While not a RAM-based storage system, a CBMDS is designed to use as much RAM as the operating system can provide. For large databases, additional RAM improves performance. Generally, 4GB of RAM will provide optimized access times up to about 100 million records. 8GB of RAM is adequate for databases up to 10 times that size.^[3] Because the incremental RAM consumed decreases as the database grows, 16GB of RAM will generally support databases containing up to approximately 20 billion records.

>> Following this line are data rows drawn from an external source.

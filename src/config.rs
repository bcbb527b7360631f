//! Room configuration.
//!
//! Options are read from a JSON file using the camelCase names end users
//! know; anything unknown is ignored. The [`DistConfig`] projection is the
//! only shape that ever reaches end-user clients.

use std::fs;
use std::path::Path;

use serde::{Deserialize, Serialize};
use thiserror::Error;

pub const SERVER_VERSION: &str = env!("CARGO_PKG_VERSION");

#[derive(Error, Debug)]
pub enum ConfigError {
    #[error("cannot read config file")]
    Io(#[from] std::io::Error),
    #[error("cannot parse config file")]
    Parse(#[from] serde_json::Error),
}

/// Where layer snapshots go, decided once at startup.
#[derive(Debug, Clone, Copy, PartialEq, Eq)]
pub enum DataMode {
    None,
    Fs,
    Broker,
}

#[derive(Debug, Clone, Deserialize)]
#[serde(rename_all = "camelCase", default)]
pub struct Config {
    pub title: String,
    pub canvas_width: u32,
    pub canvas_height: u32,
    pub layer_count: usize,
    /// Reserved; accepted for compatibility, not used.
    pub max_paint_log_count: usize,
    /// Reserved; accepted for compatibility, not used.
    pub max_chat_log_count: usize,
    pub data_dir: Option<String>,
    pub data_file_prefix: String,
    pub redis_host: Option<String>,
    pub redis_port: u16,
    pub redis_password: Option<String>,
    pub redis_key_prefix: String,
    pub client_dir: Option<String>,
    pub client_version: Option<String>,
    pub forwarded_header_type: Option<String>,
}

impl Default for Config {
    fn default() -> Self {
        Config {
            title: "PaintChat".to_string(),
            canvas_width: 1920,
            canvas_height: 1080,
            layer_count: 3,
            max_paint_log_count: 2000,
            max_chat_log_count: 100,
            data_dir: None,
            data_file_prefix: String::new(),
            redis_host: None,
            redis_port: 6379,
            redis_password: None,
            redis_key_prefix: String::new(),
            client_dir: None,
            client_version: None,
            forwarded_header_type: None,
        }
    }
}

impl Config {
    pub fn load<P: AsRef<Path>>(path: P) -> Result<Self, ConfigError> {
        let raw = fs::read_to_string(path)?;
        Ok(serde_json::from_str(&raw)?)
    }

    /// Broker mode wins over filesystem persistence; a missing, empty or
    /// `/dev/null` data dir disables persistence entirely.
    pub fn data_mode(&self) -> DataMode {
        if self.redis_host.is_some() {
            return DataMode::Broker;
        }
        match self.data_dir.as_deref() {
            Some("") | Some("/dev/null") | None => DataMode::None,
            Some(_) => DataMode::Fs,
        }
    }

    /// Whether `X-Forwarded-For` is trusted for remote-address logging.
    /// Only the literal `XFF` enables it.
    pub fn trusts_forwarded_for(&self) -> bool {
        self.forwarded_header_type.as_deref() == Some("XFF")
    }

    pub fn redis_url(&self) -> Option<String> {
        let host = self.redis_host.as_deref()?;
        Some(match self.redis_password.as_deref() {
            Some(pass) => format!("redis://:{}@{}:{}/", pass, host, self.redis_port),
            None => format!("redis://{}:{}/", host, self.redis_port),
        })
    }

    pub fn distributable(&self) -> DistConfig {
        DistConfig {
            title: self.title.clone(),
            canvas_width: self.canvas_width,
            canvas_height: self.canvas_height,
            layer_count: self.layer_count,
            version: VersionInfo {
                server: SERVER_VERSION.to_string(),
                client: self.client_version.clone(),
            },
        }
    }
}

/// Public projection of the room config, served at `/config` and sent in
/// the `config` socket event.
#[derive(Debug, Clone, PartialEq, Serialize, Deserialize)]
#[serde(rename_all = "camelCase")]
pub struct DistConfig {
    pub title: String,
    pub canvas_width: u32,
    pub canvas_height: u32,
    pub layer_count: usize,
    pub version: VersionInfo,
}

#[derive(Debug, Clone, PartialEq, Serialize, Deserialize)]
pub struct VersionInfo {
    pub server: String,
    pub client: Option<String>,
}

#[cfg(test)]
mod test {
    use super::*;

    #[test]
    fn defaults() {
        let cfg = Config::default();
        assert_eq!("PaintChat", cfg.title);
        assert_eq!((1920, 1080), (cfg.canvas_width, cfg.canvas_height));
        assert_eq!(3, cfg.layer_count);
        assert_eq!(DataMode::None, cfg.data_mode());
    }

    #[test]
    fn parse_camel_case() {
        let cfg: Config = serde_json::from_str(
            r#"{
                "title": "doodle",
                "canvasWidth": 640,
                "canvasHeight": 480,
                "layerCount": 2,
                "dataDir": "/var/lib/reichat",
                "dataFilePrefix": "room1-",
                "forwardedHeaderType": "XFF"
            }"#,
        )
        .unwrap();
        assert_eq!("doodle", cfg.title);
        assert_eq!(640, cfg.canvas_width);
        assert_eq!(2, cfg.layer_count);
        assert_eq!(DataMode::Fs, cfg.data_mode());
        assert!(cfg.trusts_forwarded_for());
    }

    #[test]
    fn data_mode_rules() {
        let mut cfg = Config::default();
        cfg.data_dir = Some("/dev/null".to_string());
        assert_eq!(DataMode::None, cfg.data_mode());
        cfg.data_dir = Some(String::new());
        assert_eq!(DataMode::None, cfg.data_mode());
        cfg.data_dir = Some("data".to_string());
        assert_eq!(DataMode::Fs, cfg.data_mode());
        // Broker mode disables filesystem persistence.
        cfg.redis_host = Some("127.0.0.1".to_string());
        assert_eq!(DataMode::Broker, cfg.data_mode());
    }

    #[test]
    fn forwarded_header_fallback() {
        let mut cfg = Config::default();
        assert!(!cfg.trusts_forwarded_for());
        cfg.forwarded_header_type = Some("Forwarded".to_string());
        assert!(!cfg.trusts_forwarded_for());
        cfg.forwarded_header_type = Some("XFF".to_string());
        assert!(cfg.trusts_forwarded_for());
    }

    #[test]
    fn redis_url() {
        let mut cfg = Config::default();
        assert_eq!(None, cfg.redis_url());
        cfg.redis_host = Some("broker.local".to_string());
        assert_eq!(
            Some("redis://broker.local:6379/".to_string()),
            cfg.redis_url()
        );
        cfg.redis_password = Some("hunter2".to_string());
        assert_eq!(
            Some("redis://:hunter2@broker.local:6379/".to_string()),
            cfg.redis_url()
        );
    }
}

Comparison of DBMS Storage Structures

The sample records shown below illustrate the physical differences in the storage structures used in relational, column-oriented and correlation databases.

Cust ID Name City State

12222 ABC Corp Minneapolis MN

19434 A1 Mfg Duluth MN

20523 J&J Inc St. Paul MN

Storage in RDBMS

The record-based structure used in an RDBMS stores data in with elements of the row most near each other. Variations like clustered indexing may change the sequence of the rows, but all rows, columns and values will be stored as in the table. The above table might be stored as:

12222,ABC Corp,Minneapolis,MN;19434,A1 Mfg,Duluth,MN;20523,J&J Inc,St. Paul,MN

Storage in column-oriented databases

In the column-based structure, elements of the same column are stored adjacent to each other. Consecutive duplicates within a single column may be automatically removed or compressed efficiently.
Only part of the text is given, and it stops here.